Home UpThe Amsterdam Connection
Amsterdam has VOC vestiges, too.
Here: the Headquarters of the Dutch East Indies Company, in its own way and day a bit like the Pentagon. Case in point: a Dutch administrator happened to be visiting British Sarawak in the 1930s and saw, to his astonishment, that the British colonial officers were eating with the locals. In 30 years in the Indies, he said, he had never heard of such a thing.
A side entrance. The bicycles hint at the building's current use as part of the University of Amsterdam.
The Dutch East Indiaman Amsterdam, a modern replica of a ship built in 1748. The original vessel never made it to the East Indies. Bad weather delayed the departure, an epidemic broke out, and the captain deliberately beached the ship at Hastings, just beyond the English Channel. He salvaged the crew and cargo, but the ship sank in the mud, where its hull can be seen today at low tide.

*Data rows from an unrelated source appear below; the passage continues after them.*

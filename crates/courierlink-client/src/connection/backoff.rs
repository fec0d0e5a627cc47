use std::time::Duration;

/// Exponential reconnect backoff: `min(base * 2^(attempt-1), max)`.
#[derive(Debug, Clone, Copy, PartialEq, Eq)]
pub struct ReconnectPolicy {
    pub base_delay: Duration,
    pub max_delay: Duration,
    /// Scheduled reconnects before giving up.
    pub max_attempts: u32,
}

impl Default for ReconnectPolicy {
    fn default() -> Self {
        Self {
            base_delay: Duration::from_secs(1),
            max_delay: Duration::from_secs(60),
            max_attempts: 8,
        }
    }
}

impl ReconnectPolicy {
    /// Delay before reconnect attempt `attempt` (1-based).
    pub fn delay_for(&self, attempt: u32) -> Duration {
        let exp = attempt.saturating_sub(1).min(31);
        self.base_delay
            .checked_mul(1u32 << exp)
            .unwrap_or(self.max_delay)
            .min(self.max_delay)
    }
}

#[cfg(test)]
mod tests {
    use super::*;

    #[test]
    fn doubles_then_caps() {
        let p = ReconnectPolicy::default();
        let secs: Vec<u64> = (1..=8).map(|a| p.delay_for(a).as_secs()).collect();
        assert_eq!(secs, vec![1, 2, 4, 8, 16, 32, 60, 60]);
    }

    #[test]
    fn huge_attempt_does_not_overflow() {
        let p = ReconnectPolicy {
            base_delay: Duration::from_millis(1500),
            max_delay: Duration::from_secs(90),
            max_attempts: 100,
        };
        assert_eq!(p.delay_for(u32::MAX), Duration::from_secs(90));
        assert_eq!(p.delay_for(0), Duration::from_millis(1500));
    }
}
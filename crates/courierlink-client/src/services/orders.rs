use std::sync::Arc;

use tokio::sync::broadcast;

use courierlink_core::error::Result;
use courierlink_core::protocol::payload::{CourierModel, OrderAck, OrderModel, OrderStatus};

use crate::connection::ConnectionManager;
use crate::store::{load_json, modify_json, save_json, DurableStore};
use crate::transport::SessionScope;

const EVENT_CAPACITY: usize = 64;

pub fn order_key(order_id: &str) -> String {
    format!("order:{order_id}")
}

/// Customer-side order notifications.
#[derive(Debug, Clone, PartialEq)]
pub enum OrderEvent {
    Updated(OrderModel),
    Assigned { order_id: String, courier: CourierModel },
    Cancelled { order_id: String, reason: Option<String> },
    Completed { order_id: String },
    Acked { order_id: Option<String>, ack: OrderAck },
}

/// Tracks orders for the customer app: keeps the latest `OrderModel` per
/// order in the store and republishes events on a broadcast channel.
#[derive(Clone)]
pub struct OrderService {
    link: ConnectionManager,
    store: Arc<dyn DurableStore>,
    events: broadcast::Sender<OrderEvent>,
}

impl OrderService {
    pub fn new(link: ConnectionManager, store: Arc<dyn DurableStore>) -> Self {
        let (events, _) = broadcast::channel(EVENT_CAPACITY);
        Self { link, store, events }
    }

    pub fn subscribe(&self) -> broadcast::Receiver<OrderEvent> {
        self.events.subscribe()
    }

    /// Connect scoped to `order_id`.
    pub fn track(&self, order_id: &str) {
        self.link.connect(SessionScope::order(order_id));
    }

    pub fn cancel(&self, order_id: &str, reason: Option<&str>) {
        self.link.cancel_order(order_id, reason);
    }

    pub async fn latest(&self, order_id: &str) -> Result<Option<OrderModel>> {
        load_json(self.store.as_ref(), &order_key(order_id)).await
    }

    /// Claim the order callback slots.
    pub fn attach(&self) {
        let (store, events) = (self.store.clone(), self.events.clone());
        self.link.on_order_updated(move |order| {
            let (store, events) = (store.clone(), events.clone());
            tokio::spawn(async move {
                if let Some(id) = order.id.clone().or_else(|| order.idempotency_key.clone()) {
                    if let Err(e) = save_json(store.as_ref(), &order_key(&id), &order).await {
                        tracing::warn!(order_id = %id, error = %e, "order not saved");
                    }
                }
                let _ = events.send(OrderEvent::Updated(order));
            });
        });

        let events = self.events.clone();
        self.link.on_order_assigned(move |order_id, courier| {
            let _ = events.send(OrderEvent::Assigned { order_id, courier });
        });

        let (store, events) = (self.store.clone(), self.events.clone());
        self.link.on_order_cancelled(move |order_id, reason| {
            let (store, events) = (store.clone(), events.clone());
            tokio::spawn(async move {
                set_status(store.as_ref(), &order_id, OrderStatus::Cancelled).await;
                let _ = events.send(OrderEvent::Cancelled { order_id, reason });
            });
        });

        let (store, events) = (self.store.clone(), self.events.clone());
        self.link.on_order_completed(move |order_id| {
            let (store, events) = (store.clone(), events.clone());
            tokio::spawn(async move {
                set_status(store.as_ref(), &order_id, OrderStatus::Done).await;
                let _ = events.send(OrderEvent::Completed { order_id });
            });
        });

        let events = self.events.clone();
        self.link.on_order_ack(move |order_id, ack| {
            tracing::debug!(?order_id, server_order_id = ?ack.server_order_id, "order acknowledged");
            let _ = events.send(OrderEvent::Acked { order_id, ack });
        });
    }
}

/// Update the stored status if the order is known locally.
async fn set_status(store: &dyn DurableStore, order_id: &str, status: OrderStatus) {
    let res = modify_json::<OrderModel, _>(store, &order_key(order_id), move |current| {
        current.map(|mut order| {
            order.status = status;
            order
        })
    })
    .await;
    if let Err(e) = res {
        tracing::warn!(order_id, error = %e, "order status not saved");
    }
}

On the 4,800 voyages conducted during the long life of the VOC, only 100 ships were lost; most completed their journey in eight months. On the other hand, those same ships typically carried 200 men on the outbound voyage but only 110 on the way back. Most were less than 20 years old when they left the Netherlands.
The massive keel, once buried under cannon and saltpeter for ballast on the outward voyage and with tin on the return. Pepper was laid in next and covered with textiles—cheaper ones, then more expensive. This replica was made of laminated tropical woods, rather than the original solid oak.
A typical street in the city "centrum," where most of the VOC employees presumably lived.
The view from within. Feel a bit chilly?
Just in case you wonder how movers operate these days, now that the old block-and-tackle rigs (up there on those neck gables) are ornamental. That wooden platform you see on the oversized ladder is motorized and runs up and down on wheels.
Tuvan throat-singers echoing under the Rijksmuseum—and selling their own CDs. A nice indicator of the city's continuing cosmopolitan character.